What are the most effective ways to get cars out of cities? | Travel and transport

Getting cars out of cities has become an international focus. But city officials, planners and citizens still do not have a clear, evidence-based answer to the question: what works to reduce car use in cities?

We screened almost 800 peer-reviewed reports and case studies from throughout Europe published since 2010, and used real world data to rank the 12 most effective measures that European cities have introduced.

The ranking reflects cities’ successes not only in terms of measurable reductions in car use but in achieving improved quality of life and sustainable mobility for their residents.

Our study, carried out at the Lund University Centre for Sustainability Studies and published in Case Studies on Transport Policy, finds that more than 75% of the urban innovations that have successfully reduced car use were led by a local city government – notably, those that have proved most effective, such as a congestion charge, parking and traffic controls, and limited traffic zones.
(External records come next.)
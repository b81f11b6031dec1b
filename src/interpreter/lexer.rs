use logos::Logos;

use crate::error::ParseError;

/// Raw scanner output, before keyword and lexeme handling.
///
/// The raw enum only classifies spans of source text; [`tokenize`] converts
/// each raw token into a [`Token`] carrying its lexeme where one is needed
/// and appends the end-of-input marker logos itself never produces.
#[derive(Logos, Debug, PartialEq, Clone, Copy)]
#[logos(extras = LexerExtras)]
enum RawToken {
    /// Integer literal tokens, a greedy run of ASCII digits such as `42`.
    #[regex(r"[0-9]+")]
    Number,
    /// `val`
    #[token("val")]
    Val,
    /// `cval`
    #[token("cval")]
    Cval,
    /// `gval` (reserved)
    #[token("gval")]
    Gval,
    /// `fval` (reserved)
    #[token("fval")]
    Fval,
    /// `lval` (reserved)
    #[token("lval")]
    Lval,
    /// `forLoop` (reserved)
    #[token("forLoop")]
    ForLoop,
    /// `ifElse` (reserved)
    #[token("ifElse")]
    IfElse,
    /// `tryCatch` (reserved)
    #[token("tryCatch")]
    TryCatch,
    /// `fun` (reserved)
    #[token("fun")]
    Fun,
    /// Identifier tokens; a run of alphabetic characters such as `x`.
    #[regex(r"[a-zA-Z]+")]
    Identifier,
    /// `+`
    #[token("+")]
    Plus,
    /// `-`
    #[token("-")]
    Minus,
    /// `*`
    #[token("*")]
    Star,
    /// `/`
    #[token("/")]
    Slash,
    /// `%`
    #[token("%")]
    Percent,
    /// `=`
    #[token("=")]
    Equals,
    /// `(`
    #[token("(")]
    OpenParen,
    /// `)`
    #[token(")")]
    CloseParen,
    /// `{`
    #[token("{")]
    OpenBrace,
    /// `}`
    #[token("}")]
    CloseBrace,
    /// `[`
    #[token("[")]
    OpenBracket,
    /// `]`
    #[token("]")]
    CloseBracket,
    /// `.`
    #[token(".")]
    Dot,
    /// `,`
    #[token(",")]
    Comma,
    /// `:`
    #[token(":")]
    Colon,
    /// `;`
    #[token(";")]
    Semicolon,
    /// Newlines bump the line counter and are never emitted.
    #[token("\n", |lex| {
        lex.extras.line += 1;
        logos::Skip
    })]
    NewLine,
    /// Spaces, tabs, and carriage returns.
    #[regex(r"[ \t\r]+", logos::skip)]
    Ignored,
}

/// Additional information carried by the lexer during tokenization.
///
/// Tracks the current line number for error reporting and diagnostics.
#[derive(Default)]
pub struct LexerExtras {
    /// The current line number in the source being tokenized.
    pub line: usize,
}

/// Represents a lexical token in the source input.
///
/// A token is a minimal but meaningful unit of text produced by [`tokenize`].
/// Lexeme-carrying variants keep the raw source text: numeric lexemes are
/// converted to values only later, in the parser.
#[derive(Debug, PartialEq, Clone)]
pub enum Token {
    /// A numeric literal, carrying the raw digit-run lexeme.
    Number(String),
    /// A variable or symbol name.
    Identifier(String),
    /// `val`, declaring a mutable variable.
    Val,
    /// `cval`, declaring a constant variable.
    Cval,
    /// `gval`, reserved for global variables.
    Gval,
    /// `fval`, reserved for function variables.
    Fval,
    /// `lval`, reserved for local variables.
    Lval,
    /// `forLoop`, reserved for loops.
    ForLoop,
    /// `ifElse`, reserved for conditionals.
    IfElse,
    /// `tryCatch`, reserved for exception handling.
    TryCatch,
    /// `fun`, reserved for function definitions.
    Fun,
    /// One of the arithmetic operators `+ - * / %`.
    BinaryOperator(char),
    /// `=`
    Equals,
    /// `(`
    OpenParen,
    /// `)`
    CloseParen,
    /// `{`
    OpenBrace,
    /// `}`
    CloseBrace,
    /// `[`
    OpenBracket,
    /// `]`
    CloseBracket,
    /// `.`
    Dot,
    /// `,`
    Comma,
    /// `:`
    Colon,
    /// `;`
    Semicolon,
    /// The end-of-input marker; every token sequence ends with exactly one.
    EndOfInput,
}

/// Converts source text into a sequence of tokens with line numbers.
///
/// The scan is a single left-to-right pass. Whitespace is discarded, every
/// other character must belong to a recognized class, and the returned
/// sequence always ends with exactly one [`Token::EndOfInput`].
///
/// # Errors
/// Returns [`ParseError::UnrecognizedCharacter`] naming the character and its
/// code point when the source contains a character outside every recognized
/// class. No recovery is attempted.
///
/// # Examples
/// ```
/// use ryx::interpreter::lexer::{Token, tokenize};
///
/// let tokens = tokenize("val x = 5;").unwrap();
///
/// assert_eq!(tokens[0].0, Token::Val);
/// assert_eq!(tokens.last().map(|(t, _)| t), Some(&Token::EndOfInput));
///
/// assert!(tokenize("5 @ 3").is_err());
/// ```
pub fn tokenize(source: &str) -> Result<Vec<(Token, usize)>, ParseError> {
    let mut tokens = Vec::new();
    let mut lexer = RawToken::lexer_with_extras(source, LexerExtras { line: 1 });

    while let Some(raw) = lexer.next() {
        match raw {
            Ok(raw) => {
                let line = lexer.extras.line;
                tokens.push((convert_token(raw, lexer.slice()), line));
            },
            Err(()) => {
                let character = lexer.slice()
                                     .chars()
                                     .next()
                                     .unwrap_or(char::REPLACEMENT_CHARACTER);
                return Err(ParseError::UnrecognizedCharacter { character,
                                                               code_point: character as u32,
                                                               line: lexer.extras.line, });
            },
        }
    }

    tokens.push((Token::EndOfInput, lexer.extras.line));
    Ok(tokens)
}

/// Maps a raw scanner token to its [`Token`], attaching the lexeme where the
/// parser needs it.
fn convert_token(raw: RawToken, slice: &str) -> Token {
    match raw {
        RawToken::Number => Token::Number(slice.to_string()),
        RawToken::Identifier => Token::Identifier(slice.to_string()),
        RawToken::Val => Token::Val,
        RawToken::Cval => Token::Cval,
        RawToken::Gval => Token::Gval,
        RawToken::Fval => Token::Fval,
        RawToken::Lval => Token::Lval,
        RawToken::ForLoop => Token::ForLoop,
        RawToken::IfElse => Token::IfElse,
        RawToken::TryCatch => Token::TryCatch,
        RawToken::Fun => Token::Fun,
        RawToken::Plus => Token::BinaryOperator('+'),
        RawToken::Minus => Token::BinaryOperator('-'),
        RawToken::Star => Token::BinaryOperator('*'),
        RawToken::Slash => Token::BinaryOperator('/'),
        RawToken::Percent => Token::BinaryOperator('%'),
        RawToken::Equals => Token::Equals,
        RawToken::OpenParen => Token::OpenParen,
        RawToken::CloseParen => Token::CloseParen,
        RawToken::OpenBrace => Token::OpenBrace,
        RawToken::CloseBrace => Token::CloseBrace,
        RawToken::OpenBracket => Token::OpenBracket,
        RawToken::CloseBracket => Token::CloseBracket,
        RawToken::Dot => Token::Dot,
        RawToken::Comma => Token::Comma,
        RawToken::Colon => Token::Colon,
        RawToken::Semicolon => Token::Semicolon,
        // Both carry logos::Skip callbacks and never reach the stream.
        RawToken::NewLine | RawToken::Ignored => unreachable!(),
    }
}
Narrow policies do not seem to be effective – there is no “silver bullet” solution. The most successful cities typically combine a few different policy instruments, including both carrots that encourage more sustainable travel choices, and sticks that charge for, or restrict, driving and parking.

The research is clear: to improve health outcomes, meet climate targets and create more liveable cities, reducing car use should be an urgent priority. Yet many governments in the US and Europe continue to heavily subsidise driving via a combination of incentives such as subsidies for fossil fuel production, tax allowances for commuting by car, and incentives for company cars that promote driving over other means of transport. Essentially, such measures pay polluters while imposing the social costs on wider society.

Ranked: 12 ways to reduce car use in cities

A vintage car during a rally in Bologna.
A vintage car during a rally in Bologna. Photograph: Fabio Frustaci/EPA

12. Apps for sustainable mobility

Mobile phone technology is, unsurprisingly, a growing aspect of strategies to reduce car use. The Italian city of Bologna, for example, developed an app for individuals and teams of employees from participating companies to track their mobility. Participants competed to gain points for walking, biking and use of public transport, with local businesses offering these app users rewards for achieving points goals.

There is great interest in such gamification of sustainable mobility – and at first glance, the data from the Bologna app looks striking. An impressive (73%) of users reported using their car “less”. However, unlike other studies which measure the number or distance of car trips, it is not possible to calculate the reduction of distance travelled or emissions from this data, so the overall effectiveness is unclear. (Skipping one short car trip and skipping a year of long driving commutes both count as driving “less”.)

11. Personalised travel plans

Many cities have experimented with personal travel analysis and plans for individual residents, including Marseille, France, Munich, Germany, Maastricht, Netherlands and San Sebastian, Spain. These programmes – providing journey advice and planning for city residents to walk, bike or use (sometimes discounted) public transport – are found to have achieved reductions of 6-12%. However, since they encompass all residents of a city, as opposed to smaller populations of, say, commuters to school or workplaces, these approaches can still play a valuable role in reducing car use overall. (San Sebastian introduced university and personalised travel planning in parallel, which is likely to have helped reduced car use further than either in isolation.)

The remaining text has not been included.